Cassandra adapter

For instructions on downloading and building Calcite, start with the tutorial.

Once you’ve managed to compile the project, you can return here to start querying Cassandra with Calcite. First, we need a model definition. The model gives Calcite the necessary parameters to create an instance of the Cassandra adapter. Note that while models can contain definitions of materializations, the adapter will attempt to automatically populate any materialized views defined in Cassandra.

A basic example of a model file is given below:

{
  version: '1.0',
  defaultSchema: 'twissandra',
  schemas: [
    {
      name: 'twissandra',
      type: 'custom',
      factory: 'org.apache.calcite.adapter.cassandra.CassandraSchemaFactory',
      operand: {
        host: 'localhost',
        keyspace: 'twissandra'
      }
    }
  ]
}

Note that you can also specify username and password keys along with the host and keyspace if your server requires authentication. Assuming this file is stored as model.json, you can connect to Cassandra via sqlline as follows:

$ ./sqlline
sqlline> !connect jdbc:calcite:model=model.json admin admin

sqlline will now accept SQL queries which access your CQL tables. However, you’re not restricted to issuing queries supported by CQL. Calcite allows you to perform complex operations such as aggregations or joins. The adapter will attempt to compile the query into the most efficient CQL possible by exploiting filtering and sorting directly in Cassandra where possible.

For example, in the example dataset there is a CQL table named timeline with username as the partition key and time as the clustering key.

We can issue a simple query to fetch the most recent tweet ID of the user by writing standard SQL:

sqlline> SELECT "tweet_id"
         FROM "timeline"
         WHERE "username" = 'JmuhsAaMdw'
         ORDER BY "time" DESC LIMIT 1;
+--------------------------------------+
| tweet_id                             |
+--------------------------------------+
| f3d3d4dc-d05b-11e5-b58b-90e2ba530b12 |
+--------------------------------------+

While executing this query, the Cassandra adapter is able to recognize that username is the partition key and can be filtered by Cassandra.
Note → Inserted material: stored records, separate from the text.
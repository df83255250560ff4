use glob::Pattern;
use tracing::warn;

use crate::database::models::{LinkedOrg, LinkedRepo};
use crate::database::Database;
use crate::error::ClaError;

/// The CLA configuration governing a repository: either the repo's own
/// link or its organization's. A `gist` of `None` on either variant
/// means "linked, CLA intentionally not required".
#[derive(Debug, Clone)]
pub enum LinkedEntity {
    Repo(LinkedRepo),
    Org(LinkedOrg),
}

impl LinkedEntity {
    pub fn gist(&self) -> Option<&str> {
        match self {
            LinkedEntity::Repo(r) => r.gist.as_deref(),
            LinkedEntity::Org(o) => o.gist.as_deref(),
        }
    }

    pub fn token(&self) -> &str {
        match self {
            LinkedEntity::Repo(r) => &r.token,
            LinkedEntity::Org(o) => &o.token,
        }
    }

    /// Present only for repo-level links; the committer enumerator needs
    /// it for moved-repository recovery.
    pub fn repo_id(&self) -> Option<i64> {
        match self {
            LinkedEntity::Repo(r) => Some(r.repo_id),
            LinkedEntity::Org(_) => None,
        }
    }

    /// Whether the org's exclusion pattern exempts this repo from the
    /// CLA. Repo-level links are never excluded.
    pub fn is_excluded(&self, repo_name: &str) -> bool {
        let LinkedEntity::Org(org) = self else {
            return false;
        };
        let Some(pattern) = org.exclude_pattern.as_deref() else {
            return false;
        };
        match Pattern::new(pattern) {
            Ok(p) => p.matches(repo_name),
            Err(err) => {
                warn!("invalid exclude pattern {:?} on org {}: {}", pattern, org.org, err);
                false
            }
        }
    }
}

/// Finds the linked entity governing a repo: repo-level link first
/// (by id, then by name), org-level link as fallback.
#[derive(Clone)]
pub struct LinkedEntityResolver {
    db: Database,
}

impl LinkedEntityResolver {
    pub fn new(db: Database) -> Self {
        LinkedEntityResolver { db }
    }

    /// `Ok(None)` means nothing is linked at all. An excluded org is
    /// still returned so callers can tell "linked but excluded" apart
    /// from "not linked" (via `is_excluded`).
    pub async fn resolve(
        &self,
        owner: &str,
        repo: &str,
        repo_id: Option<i64>,
        org_id: Option<i64>,
    ) -> Result<Option<LinkedEntity>, ClaError> {
        if let Some(linked_repo) = self.db.find_repo(repo_id, owner, repo).await? {
            return Ok(Some(LinkedEntity::Repo(linked_repo)));
        }
        if let Some(org_id) = org_id {
            if let Some(org) = self.db.find_org(org_id).await? {
                return Ok(Some(LinkedEntity::Org(org)));
            }
        }
        Ok(None)
    }
}
pub mod models;

use sqlx::sqlite::{SqliteConnectOptions, SqlitePoolOptions};
use sqlx::{Row, SqlitePool};
use std::str::FromStr;

use crate::error::ClaError;
use models::{LinkedOrg, LinkedRepo, PendingRequests, PullRequestRecord, SignatureRequestBucket};

/// Persistence handle for linked entities, pull-request records and the
/// pending-request ledger rows.
#[derive(Clone)]
pub struct Database {
    pool: SqlitePool,
    /// When set, replaces the stored token on every loaded entity.
    admin_token: Option<String>,
}

impl Database {
    pub async fn new(database_url: &str, admin_token: Option<String>) -> Result<Self, sqlx::Error> {
        let options = SqliteConnectOptions::from_str(database_url)?.create_if_missing(true);
        let pool = SqlitePoolOptions::new().connect_with(options).await?;
        Ok(Database { pool, admin_token })
    }

    pub async fn run_schema(&self) -> Result<(), sqlx::Error> {
        sqlx::raw_sql(include_str!("schema.sql"))
            .execute(&self.pool)
            .await?;
        Ok(())
    }

    fn entity_token(&self, stored: String) -> String {
        self.admin_token.clone().unwrap_or(stored)
    }

    /// Repo lookup: `repo_id` primary, `(owner, repo)` fallback.
    pub async fn find_repo(
        &self,
        repo_id: Option<i64>,
        owner: &str,
        repo: &str,
    ) -> Result<Option<LinkedRepo>, ClaError> {
        let row = match repo_id {
            Some(id) => {
                sqlx::query("SELECT * FROM linked_repos WHERE repo_id = $1")
                    .bind(id)
                    .fetch_optional(&self.pool)
                    .await?
            }
            None => {
                sqlx::query("SELECT * FROM linked_repos WHERE owner = $1 AND repo = $2")
                    .bind(owner)
                    .bind(repo)
                    .fetch_optional(&self.pool)
                    .await?
            }
        };

        Ok(row.map(|row| LinkedRepo {
            repo_id: row.get("repo_id"),
            owner: row.get("owner"),
            repo: row.get("repo"),
            gist: row.get("gist"),
            token: self.entity_token(row.get("token")),
            shared_gist: row.get("shared_gist"),
            min_file_changes: row.get("min_file_changes"),
            min_code_changes: row.get("min_code_changes"),
        }))
    }

    pub async fn find_org(&self, org_id: i64) -> Result<Option<LinkedOrg>, ClaError> {
        let row = sqlx::query("SELECT * FROM linked_orgs WHERE org_id = $1")
            .bind(org_id)
            .fetch_optional(&self.pool)
            .await?;

        Ok(row.map(|row| LinkedOrg {
            org_id: row.get("org_id"),
            org: row.get("org"),
            gist: row.get("gist"),
            token: self.entity_token(row.get("token")),
            exclude_pattern: row.get("exclude_pattern"),
            shared_gist: row.get("shared_gist"),
            min_file_changes: row.get("min_file_changes"),
            min_code_changes: row.get("min_code_changes"),
        }))
    }

    pub async fn link_repo(&self, repo: &LinkedRepo) -> Result<(), ClaError> {
        sqlx::query(
            "INSERT INTO linked_repos \
             (repo_id, owner, repo, gist, token, shared_gist, min_file_changes, min_code_changes) \
             VALUES ($1, $2, $3, $4, $5, $6, $7, $8)",
        )
        .bind(repo.repo_id)
        .bind(&repo.owner)
        .bind(&repo.repo)
        .bind(&repo.gist)
        .bind(&repo.token)
        .bind(repo.shared_gist)
        .bind(repo.min_file_changes)
        .bind(repo.min_code_changes)
        .execute(&self.pool)
        .await?;
        Ok(())
    }

    pub async fn link_org(&self, org: &LinkedOrg) -> Result<(), ClaError> {
        sqlx::query(
            "INSERT INTO linked_orgs \
             (org_id, org, gist, token, exclude_pattern, shared_gist, min_file_changes, min_code_changes) \
             VALUES ($1, $2, $3, $4, $5, $6, $7, $8)",
        )
        .bind(org.org_id)
        .bind(&org.org)
        .bind(&org.gist)
        .bind(&org.token)
        .bind(&org.exclude_pattern)
        .bind(org.shared_gist)
        .bind(org.min_file_changes)
        .bind(org.min_code_changes)
        .execute(&self.pool)
        .await?;
        Ok(())
    }

    pub async fn unlink_repo(&self, repo_id: i64) -> Result<(), ClaError> {
        sqlx::query("DELETE FROM linked_repos WHERE repo_id = $1")
            .bind(repo_id)
            .execute(&self.pool)
            .await?;
        Ok(())
    }

    pub async fn unlink_org(&self, org_id: i64) -> Result<(), ClaError> {
        sqlx::query("DELETE FROM linked_orgs WHERE org_id = $1")
            .bind(org_id)
            .execute(&self.pool)
            .await?;
        Ok(())
    }

    /// Repo was renamed or transferred; rewrite its stored coordinates.
    pub async fn update_repo_coordinates(
        &self,
        repo_id: i64,
        owner: &str,
        repo: &str,
    ) -> Result<(), ClaError> {
        sqlx::query("UPDATE linked_repos SET owner = $1, repo = $2 WHERE repo_id = $3")
            .bind(owner)
            .bind(repo)
            .bind(repo_id)
            .execute(&self.pool)
            .await?;
        Ok(())
    }

    /// Insert a pull-request record. A concurrent duplicate delivery
    /// surfaces as `PersistenceConflict`; the caller decides whether that
    /// is benign.
    pub async fn store_pull_request(&self, pr: &PullRequestRecord) -> Result<(), ClaError> {
        sqlx::query(
            "INSERT INTO pull_requests (repo_id, owner, repo, number, user, user_id, created_at) \
             VALUES ($1, $2, $3, $4, $5, $6, $7)",
        )
        .bind(pr.repo_id)
        .bind(&pr.owner)
        .bind(&pr.repo)
        .bind(pr.number)
        .bind(&pr.user)
        .bind(pr.user_id)
        .bind(&pr.created_at)
        .execute(&self.pool)
        .await?;
        Ok(())
    }

    /// Upsert variant for reconciliation: insert only if absent, no-op
    /// otherwise.
    pub async fn store_pull_request_if_absent(
        &self,
        pr: &PullRequestRecord,
    ) -> Result<(), ClaError> {
        sqlx::query(
            "INSERT INTO pull_requests (repo_id, owner, repo, number, user, user_id, created_at) \
             VALUES ($1, $2, $3, $4, $5, $6, $7) \
             ON CONFLICT (user_id, repo_id, number) DO NOTHING",
        )
        .bind(pr.repo_id)
        .bind(&pr.owner)
        .bind(&pr.repo)
        .bind(pr.number)
        .bind(&pr.user)
        .bind(pr.user_id)
        .bind(&pr.created_at)
        .execute(&self.pool)
        .await?;
        Ok(())
    }

    pub async fn remove_pull_request(
        &self,
        user_id: i64,
        repo_id: i64,
        number: i64,
    ) -> Result<(), ClaError> {
        sqlx::query("DELETE FROM pull_requests WHERE user_id = $1 AND repo_id = $2 AND number = $3")
            .bind(user_id)
            .bind(repo_id)
            .bind(number)
            .execute(&self.pool)
            .await?;
        Ok(())
    }

    pub async fn pull_request_exists(
        &self,
        user_id: i64,
        repo_id: i64,
        number: i64,
    ) -> Result<bool, ClaError> {
        let row = sqlx::query(
            "SELECT 1 AS present FROM pull_requests \
             WHERE user_id = $1 AND repo_id = $2 AND number = $3",
        )
        .bind(user_id)
        .bind(repo_id)
        .bind(number)
        .fetch_optional(&self.pool)
        .await?;
        Ok(row.is_some())
    }

    /// Atomic set-if-absent append to a user's pending-request bucket.
    /// Returns whether a new row was inserted.
    pub async fn add_signature_request(
        &self,
        name: &str,
        owner: &str,
        repo: &str,
        number: i64,
    ) -> Result<bool, ClaError> {
        let result = sqlx::query(
            "INSERT INTO signature_requests (name, owner, repo, number) \
             VALUES ($1, $2, $3, $4) \
             ON CONFLICT (name, owner, repo, number) DO NOTHING",
        )
        .bind(name)
        .bind(owner)
        .bind(repo)
        .bind(number)
        .execute(&self.pool)
        .await?;
        Ok(result.rows_affected() > 0)
    }

    /// Ledger view for one user: rows grouped into `(repo, owner)`
    /// buckets, insertion order preserved.
    pub async fn pending_requests(&self, name: &str) -> Result<Option<PendingRequests>, ClaError> {
        let rows = sqlx::query(
            "SELECT owner, repo, number FROM signature_requests \
             WHERE name = $1 ORDER BY rowid",
        )
        .bind(name)
        .fetch_all(&self.pool)
        .await?;

        if rows.is_empty() {
            return Ok(None);
        }

        let mut requests: Vec<SignatureRequestBucket> = Vec::new();
        for row in rows {
            let owner: String = row.get("owner");
            let repo: String = row.get("repo");
            let number: i64 = row.get("number");
            match requests
                .iter_mut()
                .find(|b| b.repo == repo && b.owner == owner)
            {
                Some(bucket) => {
                    if !bucket.numbers.contains(&number) {
                        bucket.numbers.push(number);
                    }
                }
                None => requests.push(SignatureRequestBucket {
                    repo,
                    owner,
                    numbers: vec![number],
                }),
            }
        }

        Ok(Some(PendingRequests {
            name: name.to_string(),
            requests,
        }))
    }
}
It also recognizes the clustering key time and pushes the ordering to Cassandra as well.

The final CQL query given to Cassandra is below:

SELECT username, time, tweet_id
FROM "timeline"
WHERE username = 'JmuhsAaMdw'
ORDER BY time DESC ALLOW FILTERING;

There is still significant work to do in improving the flexibility and performance of the adapter, but if you’re looking for a quick way to gain additional insights into data stored in Cassandra, Calcite should prove useful.